** Task objective **
Filter the records below, keeping only lines with the string "BusMessage".

____ Data supplied

//! The application desired-state record.
//!
//! Owned by the surrounding resource model; the scheduler reads the app's
//! declared requirements and writes only the staging bookkeeping fields.
//! The staging token is the optimistic-concurrency guard: a task captures it
//! at dispatch time, and a newer dispatch overwrites it, which silently
//! invalidates the older task's eventual completion reply.

use std::sync::{Arc, Mutex};

use serde::{Deserialize, Serialize};
use serde_json::Value;
use stagehand_id::TaskToken;

/// Lifecycle state the operator has requested for the app.
#[derive(Debug, Clone, Copy, PartialEq, Eq, Serialize, Deserialize)]
#[serde(rename_all = "snake_case")]
pub enum AppState {
    Stopped,
    Started,
}

/// Buildpack selection declared on the app.
#[derive(Debug, Clone, PartialEq, Eq)]
pub enum BuildpackSelection {
    /// A custom buildpack fetched straight from a URL.
    Custom(String),
    /// An admin-curated buildpack, referenced by name.
    Admin(String),
}

/// A bound service instance, carried into the staging environment.
#[derive(Debug, Clone, Serialize, Deserialize)]
pub struct ServiceBinding {
    pub label: String,
    pub name: String,
    pub credentials: Value,
    pub options: Value,
}

/// One egress rule from a security group.
#[derive(Debug, Clone, PartialEq, Eq, Serialize, Deserialize)]
pub struct EgressRule {
    pub protocol: String,
    pub ports: String,
    pub destination: String,
}

/// A named group of egress rules. Groups flagged `staging_default` apply to
/// every staging container.
#[derive(Debug, Clone)]
pub struct SecurityGroup {
    pub name: String,
    pub staging_default: bool,
    pub rules: Vec<EgressRule>,
}

/// Application desired state.
#[derive(Debug, Clone)]
pub struct App {
    // Identity
    pub guid: String,
    pub version: String,

    // Declared requirements
    pub stack: String,
    pub state: AppState,
    pub instances: u32,
    pub memory_mb: u64,
    pub disk_quota_mb: u64,
    pub file_descriptors: u32,

    // Runtime descriptors
    pub environment: Vec<(String, String)>,
    pub buildpack: Option<BuildpackSelection>,
    pub service_bindings: Vec<ServiceBinding>,
    pub routes: Vec<String>,
    pub health_check_timeout_secs: Option<u32>,

    // Staging bookkeeping (written by the scheduler)
    pub staging_token: Option<TaskToken>,
    pub staged: bool,
    pub staging_failed: bool,
    pub staging_failed_reason: Option<String>,
    pub detected_start_command: String,
    pub detected_buildpack: Option<String>,
    pub detected_buildpack_guid: Option<String>,
    pub droplet_hash: Option<String>,
}

impl App {
    /// Process identity used by the declarative backend.
    pub fn process_guid(&self) -> String {
        format!("{}-{}", self.guid, self.version)
    }

    pub fn started(&self) -> bool {
        self.state == AppState::Started
    }

    /// Instance count the fleet should converge on: zero unless started.
    pub fn desired_instances(&self) -> u32 {
        if self.started() {
            self.instances
        } else {
            0
        }
    }

    /// Whether the app asked for a custom (URL) buildpack.
    pub fn uses_custom_buildpack(&self) -> bool {
        matches!(self.buildpack, Some(BuildpackSelection::Custom(_)))
    }
}

/// Fields committed onto the app when a staging attempt succeeds.
#[derive(Debug, Clone, Default)]
pub struct StagingCommit {
    pub detected_buildpack: Option<String>,
    pub detected_buildpack_guid: Option<String>,
    pub detected_start_command: Option<String>,
    pub droplet_hash: Option<String>,
}

/// Shared, mutable handle to an application record.
///
/// The lock is never held across an await point; the token compare is the
/// only cross-attempt coordination device.
#[derive(Clone)]
pub struct AppHandle {
    inner: Arc<Mutex<App>>,
}

impl AppHandle {
    pub fn new(app: App) -> Self {
        Self {
            inner: Arc::new(Mutex::new(app)),
        }
    }

    fn lock(&self) -> std::sync::MutexGuard<'_, App> {
        self.inner.lock().expect("app record lock poisoned")
    }

    /// Copy of the full record, for building immutable dispatch snapshots.
    pub fn snapshot(&self) -> App {
        self.lock().clone()
    }

    pub fn guid(&self) -> String {
        self.lock().guid.clone()
    }

    /// Current in-flight staging token, if any.
    pub fn staging_token(&self) -> Option<TaskToken> {
        self.lock().staging_token
    }

    /// Stamp a new attempt's token, invalidating any older in-flight attempt.
    pub fn set_staging_token(&self, token: TaskToken) {
        self.lock().staging_token = Some(token);
    }

    pub fn staging_failed(&self) -> bool {
        self.lock().staging_failed
    }

    /// Record a failed attempt. Result fields are left untouched.
    pub fn mark_staging_failed(&self, reason: impl Into<String>) {
        let mut app = self.lock();
        app.staged = false;
        app.staging_failed = true;
        app.staging_failed_reason = Some(reason.into());
    }

    /// Commit a successful staging outcome.
    ///
    /// The detected start command is only written when the reply carried a
    /// droplet hash: without an artifact the command would point at nothing,
    /// and must not clobber a previously good value.
    pub fn record_staging_success(&self, commit: StagingCommit) {
        let mut app = self.lock();

        if let Some(hash) = commit.droplet_hash {
            if let Some(command) = commit.detected_start_command {
                app.detected_start_command = command;
            }
            app.droplet_hash = Some(hash);
        }

        if let Some(buildpack) = commit.detected_buildpack {
            app.detected_buildpack = Some(buildpack);
        }
        if let Some(guid) = commit.detected_buildpack_guid {
            app.detected_buildpack_guid = Some(guid);
        }

        app.staged = true;
        app.staging_failed = false;
        app.staging_failed_reason = None;
    }
}
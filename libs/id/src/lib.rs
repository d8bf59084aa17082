//! # stagehand-id
//!
//! Typed identifiers for the stagehand dispatch and staging scheduler.
//!
//! ## Design Principles
//!
//! - IDs are system-generated and opaque to everything but the code that
//!   mints them
//! - All IDs have a canonical string representation with strict parsing
//! - IDs support roundtrip serialization (parse → format → parse)
//! - IDs are typed to prevent mixing different kinds of identifiers
//!
//! ## ID Format
//!
//! Generated IDs use a prefixed format: `{prefix}_{ulid}`
//!
//! Examples:
//! - `stg_01HV4Z2WQXKJNM8GPQY6VBKC3D` (a staging task token)
//! - `inbox_01HV4Z3MXNKPQR9HSTZ7WCLD4E` (a reply inbox)
//!
//! This format provides:
//! - Type safety (prefix indicates what the ID is for)
//! - Sortability (ULID is time-ordered)
//! - Uniqueness (ULID has 80 bits of randomness)
//! - Human readability in logs (clear prefixes)
//!
//! `WorkerId` is the exception: workers self-identify in advertisements, so
//! it is an opaque string newtype rather than a generated ULID.

mod error;
mod macros;
mod types;

pub use error::IdError;
pub use types::*;

/// Re-export ulid for consumers that need raw ULID operations
pub use ulid::Ulid;
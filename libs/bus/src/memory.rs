//! In-process loopback transport.
//!
//! Fans published messages out to every live subscriber of the subject over
//! bounded mailboxes. Used by tests and single-process deployments; a real
//! deployment puts a broker-backed implementation behind the same trait.

use std::collections::HashMap;
use std::sync::Mutex;

use async_trait::async_trait;
use serde_json::Value;
use tokio::sync::mpsc;
use tracing::warn;

use crate::{BusError, BusMessage, MessageBus, Subscription};

/// Mailbox depth per subscriber. A subscriber that falls this far behind
/// starts losing messages, which the at-least-once contract permits.
const MAILBOX_DEPTH: usize = 64;

/// In-process publish/subscribe bus.
#[derive(Default)]
pub struct InProcessBus {
    subjects: Mutex<HashMap<String, Vec<mpsc::Sender<BusMessage>>>>,
}

impl InProcessBus {
    /// Creates an empty bus.
    pub fn new() -> Self {
        Self::default()
    }

    fn deliver(&self, subject: &str, reply_to: Option<&str>, payload: Value) {
        let mut subjects = self.subjects.lock().expect("bus subject table poisoned");
        let Some(senders) = subjects.get_mut(subject) else {
            return;
        };

        senders.retain(|tx| {
            let msg = BusMessage {
                subject: subject.to_string(),
                reply_to: reply_to.map(str::to_string),
                payload: payload.clone(),
            };
            match tx.try_send(msg) {
                Ok(()) => true,
                Err(mpsc::error::TrySendError::Full(_)) => {
                    warn!(subject, "Dropping message for slow subscriber");
                    true
                }
                // Subscription dropped; forget the sender.
                Err(mpsc::error::TrySendError::Closed(_)) => false,
            }
        });

        if senders.is_empty() {
            subjects.remove(subject);
        }
    }
}

#[async_trait]
impl MessageBus for InProcessBus {
    async fn publish(&self, subject: &str, payload: Value) -> Result<(), BusError> {
        self.deliver(subject, None, payload);
        Ok(())
    }

    async fn publish_with_reply(
        &self,
        subject: &str,
        payload: Value,
        reply_to: &str,
    ) -> Result<(), BusError> {
        self.deliver(subject, Some(reply_to), payload);
        Ok(())
    }

    async fn subscribe(&self, subject: &str) -> Result<Subscription, BusError> {
        let (tx, rx) = mpsc::channel(MAILBOX_DEPTH);
        self.subjects
            .lock()
            .expect("bus subject table poisoned")
            .entry(subject.to_string())
            .or_default()
            .push(tx);
        Ok(Subscription::new(subject.to_string(), rx))
    }
}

________

** Answer space **
use crate::{BusError, BusMessage, MessageBus, Subscription};
    subjects: Mutex<HashMap<String, Vec<mpsc::Sender<BusMessage>>>>,
            let msg = BusMessage {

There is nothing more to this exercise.